Objective  To assess whether statin users show acute decline in memory compared with nonusers and with users of nonstatin lipid-lowering drugs (LLDs).

Design, Setting, and Participants  Using The Health Improvement Network database during January 13, 1987, through December 16, 2013, a retrospective cohort study compared 482 543 statin users with 2 control groups: 482 543 matched nonusers of any LLDs and all 26 484 users of nonstatin LLDs. A case-crossover study of 68 028 patients with incident acute memory loss evaluated exposure to statins during the period immediately before the outcome vs 3 earlier periods. Analysis was conducted from July 7, 2013, through January 15, 2015.
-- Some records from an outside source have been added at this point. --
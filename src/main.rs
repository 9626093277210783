//! debate-coach CLI entry point.
//!
//! Initializes logging and delegates to the CLI module for command handling.

use tracing_subscriber::{fmt, prelude::*, EnvFilter};

#[tokio::main]
async fn main() -> anyhow::Result<()> {
    // Parse CLI arguments first to get log_level
    let cli = debate_coach::cli::parse_cli();

    // Initialize tracing with environment filter
    // Priority: RUST_LOG env var > --log-level CLI arg > default "info"
    let log_filter = std::env::var("RUST_LOG").unwrap_or_else(|_| cli.log_level.clone());

    tracing_subscriber::registry()
        .with(fmt::layer())
        .with(EnvFilter::try_from_default_env().unwrap_or_else(|_| EnvFilter::new(&log_filter)))
        .init();

    // Run the CLI with parsed arguments
    debate_coach::cli::run_with_cli(cli).await
}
Results  When compared with matched nonusers of any LLDs (using odds ratio [95% CI]), a strong association was present between first exposure to statins and incident acute memory loss diagnosed within 30 days immediately following exposure (fully adjusted, 4.40; 3.01-6.41). This association was not reproduced in the comparison of statins vs nonstatin LLDs (fully adjusted, 1.03; 0.63-1.66) but was also present when comparing nonstatin LLDs with matched nonuser controls (adjusted, 3.60; 1.34-9.70). The case-crossover analysis showed little association.

Conclusions and Relevance  Both statin and nonstatin LLDs were strongly associated with acute memory loss in the first 30 days following exposure in users compared with nonusers but not when compared with each other. Thus, either all LLDs cause acute memory loss regardless of drug class or the association is the result of detection bias rather than a causal association.